* Your goal: Without changing a single character, write out every record below.

* Material provided:
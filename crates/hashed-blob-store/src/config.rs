use crate::error::{Result, StoreError};
use std::env;
use std::path::PathBuf;
use std::time::Duration;

const DEFAULT_WRITE_ATTEMPTS: u32 = 3;
const DEFAULT_RETRY_DELAY: Duration = Duration::from_millis(50);
const DEFAULT_LOCK_STRIPES: usize = 64;
const DEFAULT_QUEUE_CAPACITY: usize = crate::queue::DEFAULT_QUEUE_CAPACITY;

/// Provider configuration
#[derive(Debug, Clone, PartialEq, Eq)]
pub struct StoreConfig {
    /// Directory holding the reserved cache directory
    pub root: PathBuf,
    /// Attempts per background write before it is dropped
    pub write_attempts: u32,
    /// Pause between failed write attempts
    pub retry_delay: Duration,
    /// Number of I/O locks shards are spread over
    pub io_lock_stripes: usize,
    /// Pending background jobs accepted before new work is refused
    pub queue_capacity: usize,
}

impl Default for StoreConfig {
    fn default() -> Self {
        Self {
            root: PathBuf::from("./cache/store"),
            write_attempts: DEFAULT_WRITE_ATTEMPTS,
            retry_delay: DEFAULT_RETRY_DELAY,
            io_lock_stripes: DEFAULT_LOCK_STRIPES,
            queue_capacity: DEFAULT_QUEUE_CAPACITY,
        }
    }
}

impl StoreConfig {
    /// Parse configuration from environment variables
    pub fn from_env() -> Self {
        let defaults = Self::default();

        let root = env::var("HASHED_STORE_ROOT")
            .map(PathBuf::from)
            .unwrap_or(defaults.root);

        let write_attempts = env::var("HASHED_STORE_WRITE_ATTEMPTS")
            .ok()
            .and_then(|s| s.parse().ok())
            .unwrap_or(defaults.write_attempts);

        let retry_delay = env::var("HASHED_STORE_RETRY_DELAY_MS")
            .ok()
            .and_then(|s| s.parse::<u64>().ok())
            .map(Duration::from_millis)
            .unwrap_or(defaults.retry_delay);

        let io_lock_stripes = env::var("HASHED_STORE_LOCK_STRIPES")
            .ok()
            .and_then(|s| s.parse().ok())
            .unwrap_or(defaults.io_lock_stripes);

        let queue_capacity = env::var("HASHED_STORE_QUEUE_CAPACITY")
            .ok()
            .and_then(|s| s.parse().ok())
            .unwrap_or(defaults.queue_capacity);

        Self {
            root,
            write_attempts,
            retry_delay,
            io_lock_stripes,
            queue_capacity,
        }
    }

    /// Builder-style root override
    pub fn with_root(mut self, root: impl Into<PathBuf>) -> Self {
        self.root = root.into();
        self
    }

    pub fn validate(&self) -> Result<()> {
        if self.write_attempts == 0 {
            return Err(StoreError::Config(
                "write_attempts must be at least 1".to_string(),
            ));
        }
        if self.io_lock_stripes == 0 {
            return Err(StoreError::Config(
                "io_lock_stripes must be at least 1".to_string(),
            ));
        }
        if self.queue_capacity == 0 {
            return Err(StoreError::Config(
                "queue_capacity must be at least 1".to_string(),
            ));
        }
        Ok(())
    }
}

#[cfg(test)]
mod tests {
    use super::*;

    #[test]
    fn test_default_config() {
        let config = StoreConfig::default();
        assert_eq!(config.root, PathBuf::from("./cache/store"));
        assert_eq!(config.write_attempts, 3);
        assert_eq!(config.retry_delay, Duration::from_millis(50));
        assert_eq!(config.io_lock_stripes, 64);
        assert_eq!(config.queue_capacity, 1024);
        assert!(config.validate().is_ok());
    }

    #[test]
    fn test_with_root() {
        let config = StoreConfig::default().with_root("/tmp/elsewhere");
        assert_eq!(config.root, PathBuf::from("/tmp/elsewhere"));
    }

    #[test]
    fn test_validate_rejects_zero_values() {
        let config = StoreConfig {
            write_attempts: 0,
            ..Default::default()
        };
        assert!(matches!(config.validate(), Err(StoreError::Config(_))));

        let config = StoreConfig {
            io_lock_stripes: 0,
            ..Default::default()
        };
        assert!(matches!(config.validate(), Err(StoreError::Config(_))));

        let config = StoreConfig {
            queue_capacity: 0,
            ..Default::default()
        };
        assert!(matches!(config.validate(), Err(StoreError::Config(_))));
    }
}
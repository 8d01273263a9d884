//! # Environment Variables
//!
//! Utilities for reading and parsing environment variables.

use std::env;
use std::str::FromStr;

/// Get an environment variable by name.
pub fn get_env(name: &'static str) -> Result<String, Error> {
    env::var(name).map_err(|_| Error::MissingEnv(name))
}

/// Get an environment variable, falling back to `default` when unset.
pub fn get_env_or(name: &'static str, default: &str) -> String {
    env::var(name).unwrap_or_else(|_| default.to_string())
}

/// Parse an environment variable, using `default` only when it is unset.
///
/// A value that is present but unparsable is an error, not a silent fallback.
pub fn get_env_parse_or<T: FromStr>(name: &'static str, default: T) -> Result<T, Error> {
    match env::var(name) {
        Ok(val) => val.trim().parse::<T>().map_err(|_| Error::WrongFormat(name)),
        Err(_) => Ok(default),
    }
}

// region:    --- Error
#[derive(Debug, Clone, PartialEq, Eq)]
pub enum Error {
    MissingEnv(&'static str),
    WrongFormat(&'static str),
}

impl std::fmt::Display for Error {
    fn fmt(&self, fmt: &mut std::fmt::Formatter) -> std::fmt::Result {
        write!(fmt, "{self:?}")
    }
}

impl std::error::Error for Error {}
// endregion: --- Error
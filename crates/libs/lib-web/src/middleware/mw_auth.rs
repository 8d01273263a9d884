//! # Authentication Middleware
//!
//! Validates the bearer token in the `Authorization` header and injects the
//! token's [`Claims`] into the request extensions.
//!
//! ## Usage
//!
//! ```rust,ignore
//! use axum::{middleware::from_fn_with_state, routing::get, Router};
//! use lib_web::middleware::require_auth;
//!
//! let protected = Router::new()
//!     .route("/me", get(handlers::users::me))
//!     .route_layer(from_fn_with_state(state.clone(), require_auth));
//! ```
//!
//! Handlers then extract the claims with `Extension<Claims>`:
//!
//! ```rust,ignore
//! async fn me(Extension(claims): Extension<Claims>) -> String {
//!     format!("Hello, {}!", claims.username)
//! }
//! ```

use crate::services::IdentityService;
use axum::{
    extract::{Request, State},
    http::header::AUTHORIZATION,
    middleware::Next,
    response::Response,
};
use lib_auth::Claims;
use lib_core::AppError;
use std::sync::Arc;
use tracing::{debug, warn};

/// Authentication middleware.
///
/// # Behavior
///
/// - **Valid token**: continues with `Claims` in the request extensions
/// - **Missing header or non-`Bearer` scheme**: `401 MissingToken`
/// - **Rejected token**: `401` with the token error kind
///   (`TokenExpired`, `TokenMalformed`, `SignatureInvalid`, ...)
pub async fn require_auth(
    State(identity): State<Arc<IdentityService>>,
    mut req: Request,
    next: Next,
) -> Result<Response, AppError> {
    let token = bearer_token(&req).ok_or_else(|| {
        warn!("[AUTH] Missing or malformed Authorization header");
        AppError::MissingToken
    })?;

    let claims: Claims = identity.verify_token(token)?;

    debug!("[AUTH] Authenticated user: {} (id: {})", claims.username, claims.sub);

    req.extensions_mut().insert(claims);

    Ok(next.run(req).await)
}

fn bearer_token(req: &Request) -> Option<&str> {
    req.headers()
        .get(AUTHORIZATION)
        .and_then(|h| h.to_str().ok())
        .and_then(|h| h.strip_prefix("Bearer "))
        .map(str::trim)
        .filter(|t| !t.is_empty())
}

* Exercise response:
filename crates/hashed-blob-store/src/config.rs
use crate::error::{Result, StoreError};
use std::env;
use std::path::PathBuf;
use std::time::Duration;

const DEFAULT_WRITE_ATTEMPTS: u32 = 3;
const DEFAULT_RETRY_DELAY: Duration = Duration::from_millis(50);
const DEFAULT_LOCK_STRIPES: usize = 64;
const DEFAULT_QUEUE_CAPACITY: usize = crate::queue::DEFAULT_QUEUE_CAPACITY;

/// Provider configuration
#[derive(Debug, Clone, PartialEq, Eq)]
pub struct StoreConfig {
    /// Directory holding the reserved cache directory
    pub root: PathBuf,
    /// Attempts per background write before it is dropped
    pub write_attempts: u32,
    /// Pause between failed write attempts
    pub retry_delay: Duration,
    /// Number of I/O locks shards are spread over
    pub io_lock_stripes: usize,
    /// Pending background jobs accepted before new work is refused
    pub queue_capacity: usize,
}

impl Default for StoreConfig {
    fn default() -> Self {
        Self {
            root: PathBuf::from("./cache/store"),
            write_attempts: DEFAULT_WRITE_ATTEMPTS,
            retry_delay: DEFAULT_RETRY_DELAY,
            io_lock_stripes: DEFAULT_LOCK_STRIPES,
            queue_capacity: DEFAULT_QUEUE_CAPACITY,
        }
    }
}

impl StoreConfig {
    /// Parse configuration from environment variables
    pub fn from_env() -> Self {
        let defaults = Self::default();

        let root = env::var("HASHED_STORE_ROOT")
            .map(PathBuf::from)
            .unwrap_or(defaults.root);

        let write_attempts = env::var("HASHED_STORE_WRITE_ATTEMPTS")
            .ok()
            .and_then(|s| s.parse().ok())
            .unwrap_or(defaults.write_attempts);

        let retry_delay = env::var("HASHED_STORE_RETRY_DELAY_MS")
            .ok()
            .and_then(|s| s.parse::<u64>().ok())
            .map(Duration::from_millis)
            .unwrap_or(defaults.retry_delay);

        let io_lock_stripes = env::var("HASHED_STORE_LOCK_STRIPES")
            .ok()
            .and_then(|s| s.parse().ok())
            .unwrap_or(defaults.io_lock_stripes);

        let queue_capacity = env::var("HASHED_STORE_QUEUE_CAPACITY")
            .ok()
            .and_then(|s| s.parse().ok())
            .unwrap_or(defaults.queue_capacity);

        Self {
            root,
            write_attempts,
            retry_delay,
            io_lock_stripes,
            queue_capacity,
        }
    }

    /// Builder-style root override
    pub fn with_root(mut self, root: impl Into<PathBuf>) -> Self {
        self.root = root.into();
        self
    }

    pub fn validate(&self) -> Result<()> {
        if self.write_attempts == 0 {
            return Err(StoreError::Config(
                "write_attempts must be at least 1".to_string(),
            ));
        }
        if self.io_lock_stripes == 0 {
            return Err(StoreError::Config(
                "io_lock_stripes must be at least 1".to_string(),
            ));
        }
        if self.queue_capacity == 0 {
            return Err(StoreError::Config(
                "queue_capacity must be at least 1".to_string(),
            ));
        }
        Ok(())
    }
}

#[cfg(test)]
mod tests {
    use super::*;

    #[test]
    fn test_default_config() {
        let config = StoreConfig::default();
        assert_eq!(config.root, PathBuf::from("./cache/store"));
        assert_eq!(config.write_attempts, 3);
        assert_eq!(config.retry_delay, Duration::from_millis(50));
        assert_eq!(config.io_lock_stripes, 64);
        assert_eq!(config.queue_capacity, 1024);
        assert!(config.validate().is_ok());
    }

    #[test]
    fn test_with_root() {
        let config = StoreConfig::default().with_root("/tmp/elsewhere");
        assert_eq!(config.root, PathBuf::from("/tmp/elsewhere"));
    }

    #[test]
    fn test_validate_rejects_zero_values() {
        let config = StoreConfig {
            write_attempts: 0,
            ..Default::default()
        };
        assert!(matches!(config.validate(), Err(StoreError::Config(_))));

        let config = StoreConfig {
            io_lock_stripes: 0,
            ..Default::default()
        };
        assert!(matches!(config.validate(), Err(StoreError::Config(_))));

        let config = StoreConfig {
            queue_capacity: 0,
            ..Default::default()
        };
        assert!(matches!(config.validate(), Err(StoreError::Config(_))));
    }
}
repository 8d01273263a9d884
//! # Environment Variables
//!
//! Utilities for reading and parsing environment variables.

use std::env;
use std::str::FromStr;

/// Get an environment variable by name.
pub fn get_env(name: &'static str) -> Result<String, Error> {
    env::var(name).map_err(|_| Error::MissingEnv(name))
}

/// Get an environment variable, falling back to `default` when unset.
pub fn get_env_or(name: &'static str, default: &str) -> String {
    env::var(name).unwrap_or_else(|_| default.to_string())
}

/// Parse an environment variable, using `default` only when it is unset.
///
/// A value that is present but unparsable is an error, not a silent fallback.
pub fn get_env_parse_or<T: FromStr>(name: &'static str, default: T) -> Result<T, Error> {
    match env::var(name) {
        Ok(val) => val.trim().parse::<T>().map_err(|_| Error::WrongFormat(name)),
        Err(_) => Ok(default),
    }
}

// region:    --- Error
#[derive(Debug, Clone, PartialEq, Eq)]
pub enum Error {
    MissingEnv(&'static str),
    WrongFormat(&'static str),
}

impl std::fmt::Display for Error {
    fn fmt(&self, fmt: &mut std::fmt::Formatter) -> std::fmt::Result {
        write!(fmt, "{self:?}")
    }
}

impl std::error::Error for Error {}
// endregion: --- Error
filename crates/libs/lib-web/src/middleware/mw_auth.rs
repository 8d01273263a9d884
//! # Authentication Middleware
//!
//! Validates the bearer token in the `Authorization` header and injects the
//! token's [`Claims`] into the request extensions.
//!
//! ## Usage
//!
//! ```rust,ignore
//! use axum::{middleware::from_fn_with_state, routing::get, Router};
//! use lib_web::middleware::require_auth;
//!
//! let protected = Router::new()
//!     .route("/me", get(handlers::users::me))
//!     .route_layer(from_fn_with_state(state.clone(), require_auth));
//! ```
//!
//! Handlers then extract the claims with `Extension<Claims>`:
//!
//! ```rust,ignore
//! async fn me(Extension(claims): Extension<Claims>) -> String {
//!     format!("Hello, {}!", claims.username)
//! }
//! ```

use crate::services::IdentityService;
use axum::{
    extract::{Request, State},
    http::header::AUTHORIZATION,
    middleware::Next,
    response::Response,
};
use lib_auth::Claims;
use lib_core::AppError;
use std::sync::Arc;
use tracing::{debug, warn};

/// Authentication middleware.
///
/// # Behavior
///
/// - **Valid token**: continues with `Claims` in the request extensions
/// - **Missing header or non-`Bearer` scheme**: `401 MissingToken`
/// - **Rejected token**: `401` with the token error kind
///   (`TokenExpired`, `TokenMalformed`, `SignatureInvalid`, ...)
pub async fn require_auth(
    State(identity): State<Arc<IdentityService>>,
    mut req: Request,
    next: Next,
) -> Result<Response, AppError> {
    let token = bearer_token(&req).ok_or_else(|| {
        warn!("[AUTH] Missing or malformed Authorization header");
        AppError::MissingToken
    })?;

    let claims: Claims = identity.verify_token(token)?;

    debug!("[AUTH] Authenticated user: {} (id: {})", claims.username, claims.sub);

    req.extensions_mut().insert(claims);

    Ok(next.run(req).await)
}

fn bearer_token(req: &Request) -> Option<&str> {
    req.headers()
        .get(AUTHORIZATION)
        .and_then(|h| h.to_str().ok())
        .and_then(|h| h.strip_prefix("Bearer "))
        .map(str::trim)
        .filter(|t| !t.is_empty())
}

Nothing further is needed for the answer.